Purification and characterization of a bacteriocin from an oenological strain of Leuconostoc mesenteroides subsp cremoris


Dundar H., SALİH B., Bozoglu F.

PREPARATIVE BIOCHEMISTRY & BIOTECHNOLOGY, vol.46, no.4, pp.354-359, 2016 (Journal Indexed in SCI) identifier identifier identifier

  • Publication Type: Article / Article
  • Volume: 46 Issue: 4
  • Publication Date: 2016
  • Doi Number: 10.1080/10826068.2015.1031395
  • Title of Journal : PREPARATIVE BIOCHEMISTRY & BIOTECHNOLOGY
  • Page Numbers: pp.354-359
  • Keywords: Bacteriocin, Leuconostoc mesenteroides, MALDI-TOF mass spectrometry, malolactic fermentation, reverse-phase chromatography, LACTIC-ACID BACTERIA, LISTERIA-MONOCYTOGENES, PTS PERMEASE, IDENTIFICATION, SENSITIVITY, PROTEINS, NISIN

Abstract

Malolactic fermentation (MLF), which improves organoleptic properties and biologic stability of some wines, may cause wine spoilage if uncontrolled.

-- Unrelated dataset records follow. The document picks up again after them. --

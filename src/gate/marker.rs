//! Client-held elevated-session marker.
//!
//! The marker is two string entries, `is_admin` and `admin_last_login`,
//! written together and cleared together. Only the code verifier writes it
//! and only the session guard reads it; everything else goes through the
//! [`MarkerStore`] trait.

use chrono::{DateTime, SecondsFormat, Utc};
use std::collections::HashMap;

use super::models::ElevatedSessionMarker;

pub const IS_ADMIN_KEY: &str = "is_admin";
pub const LAST_LOGIN_KEY: &str = "admin_last_login";

pub trait MarkerStore: Send {
    fn load(&self) -> Option<ElevatedSessionMarker>;
    fn save(&mut self, marker: ElevatedSessionMarker);
    fn clear(&mut self);
}

/// Encode a marker into its `(key, value)` entries.
#[must_use]
pub fn encode_marker(marker: &ElevatedSessionMarker) -> [(&'static str, String); 2] {
    [
        (IS_ADMIN_KEY, marker.is_admin.to_string()),
        (
            LAST_LOGIN_KEY,
            marker
                .last_login_at
                .to_rfc3339_opts(SecondsFormat::Millis, true),
        ),
    ]
}

/// Decode a marker from its raw entries. Anything malformed reads as absent.
#[must_use]
pub fn decode_marker(
    is_admin: Option<&str>,
    last_login: Option<&str>,
) -> Option<ElevatedSessionMarker> {
    if is_admin? != "true" {
        return None;
    }
    let last_login_at = DateTime::parse_from_rfc3339(last_login?.trim())
        .ok()?
        .with_timezone(&Utc);
    Some(ElevatedSessionMarker {
        is_admin: true,
        last_login_at,
    })
}

/// Plain key-value marker store, the shape of a browser's local storage.
#[derive(Clone, Debug, Default)]
pub struct MemoryMarkerStore {
    entries: HashMap<String, String>,
}

impl MemoryMarkerStore {
    #[must_use]
    pub fn new() -> Self {
        Self::default()
    }

    #[must_use]
    pub fn get(&self, key: &str) -> Option<&str> {
        self.entries.get(key).map(String::as_str)
    }

    pub fn set(&mut self, key: &str, value: &str) {
        self.entries.insert(key.to_string(), value.to_string());
    }

    #[must_use]
    pub fn is_empty(&self) -> bool {
        self.entries.is_empty()
    }
}

impl MarkerStore for MemoryMarkerStore {
    fn load(&self) -> Option<ElevatedSessionMarker> {
        decode_marker(self.get(IS_ADMIN_KEY), self.get(LAST_LOGIN_KEY))
    }

    fn save(&mut self, marker: ElevatedSessionMarker) {
        for (key, value) in encode_marker(&marker) {
            self.entries.insert(key.to_string(), value);
        }
    }

    fn clear(&mut self) {
        self.entries.remove(IS_ADMIN_KEY);
        self.entries.remove(LAST_LOGIN_KEY);
    }
}

#[cfg(test)]
mod tests {
    use super::*;
    use chrono::TimeZone;

    #[test]
    fn save_load_clear_cycle() {
        let now = Utc
            .with_ymd_and_hms(2024, 5, 1, 9, 30, 0)
            .single()
            .unwrap_or_default();
        let mut store = MemoryMarkerStore::new();
        assert!(store.load().is_none());

        store.save(ElevatedSessionMarker::elevated(now));
        assert_eq!(store.get(IS_ADMIN_KEY), Some("true"));
        assert_eq!(store.get(LAST_LOGIN_KEY), Some("2024-05-01T09:30:00.000Z"));
        assert_eq!(store.load(), Some(ElevatedSessionMarker::elevated(now)));

        store.clear();
        assert!(store.is_empty());
    }

    #[test]
    fn malformed_entries_read_as_absent() {
        assert!(decode_marker(Some("true"), None).is_none());
        assert!(decode_marker(None, Some("2024-05-01T09:30:00Z")).is_none());
        assert!(decode_marker(Some("false"), Some("2024-05-01T09:30:00Z")).is_none());
        assert!(decode_marker(Some("true"), Some("yesterday")).is_none());
        assert!(decode_marker(Some("true"), Some("2024-05-01T11:30:00+02:00")).is_some());
    }

    #[test]
    fn unrelated_keys_survive_clear() {
        let mut store = MemoryMarkerStore::new();
        store.set("theme", "dark");
        store.save(ElevatedSessionMarker::elevated(Utc::now()));
        store.clear();
        assert_eq!(store.get("theme"), Some("dark"));
        assert!(store.load().is_none());
    }
}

Bacteriocins were reported as efficient preservatives to control MLF through their bactericidal effect on malolactic bacteria. Leuconostoc mesenteroides subsp. cremoris W3 isolated from wine produces an inhibitory substance that is bactericidal against malolactic bacteria in model wine medium. Treatment of the culture supernatant of strain W3 with proteases eliminated the inhibitory activity, which proved that it is a true bacteriocin and we tentatively termed it mesentericin W3. The bacteriocin inhibited the growth of food-borne pathogenic bacteria such as Enterococcus faecalis, Listeria monocytogenes, and malolactic bacteria. It was active over a wide pH range and stable to organic solvents and heat. Mesentericin W3 was purified to homogeneity by a pH-mediated cell adsorption-desorption method, cation exchange, hydrophobic interaction, and reverse-phase chromatography. Matrix-assisted laser desorption/ionization time of flight (MALDI-TOF) mass spectroscopy (MS) and partial amino acid sequence analysis revealed that mesentericin W3 was identical to mesentericin Y105.